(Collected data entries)
// Copyright 2026 dictcache Project Authors
//
// Licensed under the Apache License, Version 2.0 (the "License");
// you may not use this file except in compliance with the License.
// You may obtain a copy of the License at
//
//     http://www.apache.org/licenses/LICENSE-2.0
//
// Unless required by applicable law or agreed to in writing, software
// distributed under the License is distributed on an "AS IS" BASIS,
// WITHOUT WARRANTIES OR CONDITIONS OF ANY KIND, either express or implied.
// See the License for the specific language governing permissions and
// limitations under the License.

use std::{
    backtrace::Backtrace,
    fmt::{Debug, Display},
    sync::Arc,
};

/// ErrorKind is all kinds of Error of dictcache.
#[derive(Debug, Clone, Copy, PartialEq, Eq, Hash)]
pub enum ErrorKind {
    /// The caller broke the cache protocol, e.g. a `put` whose keys are partially present.
    ///
    /// The cache stays consistent when this is returned; the offending object is discarded.
    Consistency,
    /// Memory for the index, the element store or the free list could not be reserved.
    ResourceExhausted,
    /// Objects are still referenced at shutdown.
    Leaked,
    /// Waiting for another thread to resolve a cache miss took too long.
    Timeout,
    /// Config error.
    Config,
    /// External error, e.g. raised by a loader.
    External,
}

impl ErrorKind {
    /// Convert self into static str.
    pub fn into_static(self) -> &'static str {
        self.into()
    }
}

impl Display for ErrorKind {
    fn fmt(&self, f: &mut std::fmt::Formatter<'_>) -> std::fmt::Result {
        write!(f, "{}", self.into_static())
    }
}

impl From<ErrorKind> for &'static str {
    fn from(v: ErrorKind) -> &'static str {
        match v {
            ErrorKind::Consistency => "Cache consistency error",
            ErrorKind::ResourceExhausted => "Resource exhausted",
            ErrorKind::Leaked => "Leaked references",
            ErrorKind::Timeout => "Timeout",
            ErrorKind::Config => "Config error",
            ErrorKind::External => "External error",
        }
    }
}

/// Error is the error struct returned by all dictcache functions.
///
/// ## Display
///
/// - Via `Display`, the error is printed in a single line:
///
/// ```shell
/// Cache consistency error, context: { map: tables, key: Name("t1") } => keys are partially present
/// ```
///
/// - Via `Debug`, the error is printed in multiple lines with context, source and backtrace (if captured).
///
/// - Via `{:#?}`, the conventional struct-style Debug representation is used.
pub struct Error {
    kind: ErrorKind,
    message: String,

    context: Vec<(&'static str, String)>,

    source: Option<Arc<anyhow::Error>>,
    backtrace: Option<Arc<Backtrace>>,
}

impl Debug for Error {
    fn fmt(&self, f: &mut std::fmt::Formatter<'_>) -> std::fmt::Result {
        if f.alternate() {
            let mut de = f.debug_struct("Error");
            de.field("kind", &self.kind);
            de.field("message", &self.message);
            de.field("context", &self.context);
            de.field("source", &self.source);
            de.field("backtrace", &self.backtrace);
            return de.finish();
        }

        write!(f, "{}", self.kind)?;
        if !self.message.is_empty() {
            write!(f, " => {}", self.message)?;
        }
        writeln!(f)?;

        if !self.context.is_empty() {
            writeln!(f)?;
            writeln!(f, "Context:")?;
            for (k, v) in self.context.iter() {
                writeln!(f, "  {}: {}", k, v)?;
            }
        }

        if let Some(source) = &self.source {
            writeln!(f)?;
            writeln!(f, "Source:")?;
            writeln!(f, "  {source:#}")?;
        }

        if let Some(backtrace) = &self.backtrace {
            writeln!(f)?;
            writeln!(f, "Backtrace:")?;
            writeln!(f, "{backtrace}")?;
        }

        Ok(())
    }
}

impl Display for Error {
    fn fmt(&self, f: &mut std::fmt::Formatter<'_>) -> std::fmt::Result {
        write!(f, "{}", self.kind)?;

        if !self.context.is_empty() {
            write!(f, ", context: {{ ")?;
            let mut iter = self.context.iter().peekable();
            while let Some((k, v)) = iter.next() {
                write!(f, "{}: {}", k, v)?;
                if iter.peek().is_some() {
                    write!(f, ", ")?;
                }
            }
            write!(f, " }}")?;
        }

        if !self.message.is_empty() {
            write!(f, " => {}", self.message)?;
        }

        if let Some(source) = &self.source {
            write!(f, ", source: {source}")?;
        }

        Ok(())
    }
}

impl std::error::Error for Error {
    fn source(&self) -> Option<&(dyn std::error::Error + 'static)> {
        self.source.as_ref().map(|v| v.as_ref().as_ref())
    }
}

impl Clone for Error {
    fn clone(&self) -> Self {
        Self {
            kind: self.kind,
            message: self.message.clone(),
            context: self.context.clone(),
            source: self.source.clone(),
            backtrace: self.backtrace.clone(),
        }
    }
}

impl Error {
    /// Create a new error.
    ///
    /// If the error needs to carry a source error, please use `with_source` method.
    pub fn new(kind: ErrorKind, message: impl Into<String>) -> Self {
        Self {
            kind,
            message: message.into(),
            context: Vec::new(),
            source: None,
            backtrace: Some(Arc::new(Backtrace::capture())),
        }
    }

    /// Add more context in error.
    pub fn with_context(mut self, key: &'static str, value: impl ToString) -> Self {
        self.context.push((key, value.to_string()));
        self
    }

    /// Set source for error.
    ///
    /// # Notes
    ///
    /// If the source has been set, we will raise a panic here in debug builds.
    pub fn with_source(mut self, source: impl Into<anyhow::Error>) -> Self {
        debug_assert!(self.source.is_none(), "the source error has been set");
        self.source = Some(Arc::new(source.into()));
        self
    }

    /// Get the error kind.
    pub fn kind(&self) -> ErrorKind {
        self.kind
    }

    /// Get the error message.
    pub fn message(&self) -> &str {
        &self.message
    }

    /// Get the error context.
    pub fn context(&self) -> &Vec<(&'static str, String)> {
        &self.context
    }

    /// Get the value of the first context entry with the given key.
    pub fn context_value(&self, key: &str) -> Option<&str> {
        self.context.iter().find(|(k, _)| *k == key).map(|(_, v)| v.as_str())
    }

    /// Get the error backtrace.
    pub fn backtrace(&self) -> Option<&Backtrace> {
        self.backtrace.as_deref()
    }

    /// Get the error source.
    pub fn source(&self) -> Option<&anyhow::Error> {
        self.source.as_deref()
    }

    /// Downcast the reference of the source error to a specific error type reference.
    pub fn downcast_ref<E>(&self) -> Option<&E>
    where
        E: std::error::Error + Send + Sync + 'static,
    {
        self.source.as_deref().and_then(|e| e.downcast_ref::<E>())
    }
}

/// Result type for dictcache.
pub type Result<T> = std::result::Result<T, Error>;

/// Helper methods for Error.
impl Error {
    /// Helper for creating an [`ErrorKind::Consistency`] error.
    pub fn consistency(message: impl Into<String>) -> Self {
        Error::new(ErrorKind::Consistency, message)
    }

    /// Helper for creating an [`ErrorKind::ResourceExhausted`] error for a failed reservation.
    pub fn resource_exhausted(target: &'static str, reason: impl Debug) -> Self {
        Error::new(ErrorKind::ResourceExhausted, "memory reservation failed")
            .with_context("target", target)
            .with_context("reason", format!("{reason:?}"))
    }

    /// Helper for creating an [`ErrorKind::Leaked`] error that enumerates the leaked keys.
    pub fn leaked<I, K>(keys: I) -> Self
    where
        I: IntoIterator<Item = K>,
        K: Display,
    {
        keys.into_iter().fold(
            Error::new(ErrorKind::Leaked, "objects are still referenced"),
            |e, key| e.with_context("leaked", key),
        )
    }

    /// Helper for creating an [`ErrorKind::External`] error from any error.
    pub fn external(source: impl Into<anyhow::Error>) -> Self {
        Error::new(ErrorKind::External, "external error").with_source(source)
    }
}

impl From<std::collections::TryReserveError> for Error {
    fn from(e: std::collections::TryReserveError) -> Self {
        Error::new(ErrorKind::ResourceExhausted, "memory reservation failed").with_source(e)
    }
}

#[cfg(test)]
mod tests {
    use super::*;

    fn is_send_sync_static<T: Send + Sync + 'static>() {}

    #[test]
    fn test_send_sync_static() {
        is_send_sync_static::<Error>();
    }

    #[derive(Debug, Clone, PartialEq, Eq, thiserror::Error)]
    #[error("StorageError: {0}")]
    struct StorageError(String);

    #[test]
    fn test_error_display() {
        let err = Error::consistency("keys are partially present")
            .with_context("map", "tables")
            .with_context("key", "Name(\"t1\")");

        assert_eq!(
            "Cache consistency error, context: { map: tables, key: Name(\"t1\") } => keys are partially present",
            err.to_string()
        );
    }

    #[test]
    fn test_error_downcast() {
        let inner = StorageError("tablespace is offline".to_string());
        let err = Error::external(inner.clone());

        assert_eq!(err.kind(), ErrorKind::External);
        let downcasted = err.downcast_ref::<StorageError>().unwrap();
        assert_eq!(downcasted, &inner);
    }

    #[test]
    fn test_leaked_lists_every_key() {
        let err = Error::leaked(["Id(1)", "Name(\"t1\")"]);
        assert_eq!(err.kind(), ErrorKind::Leaked);
        let leaked: Vec<_> = err
            .context()
            .iter()
            .filter(|(k, _)| *k == "leaked")
            .map(|(_, v)| v.as_str())
            .collect();
        assert_eq!(leaked, vec!["Id(1)", "Name(\"t1\")"]);
    }

    #[test]
    fn test_try_reserve_error_conversion() {
        let mut v: Vec<u64> = Vec::new();
        let e = v.try_reserve(usize::MAX).unwrap_err();
        let err: Error = e.into();
        assert_eq!(err.kind(), ErrorKind::ResourceExhausted);
        assert!(err.source().is_some());
    }
}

→ Exercise details: What the answer needs is every line from the data above with "PartialEq" in it.

→ Exercise response:
#[derive(Debug, Clone, Copy, PartialEq, Eq, Hash)]
    #[derive(Debug, Clone, PartialEq, Eq, thiserror::Error)]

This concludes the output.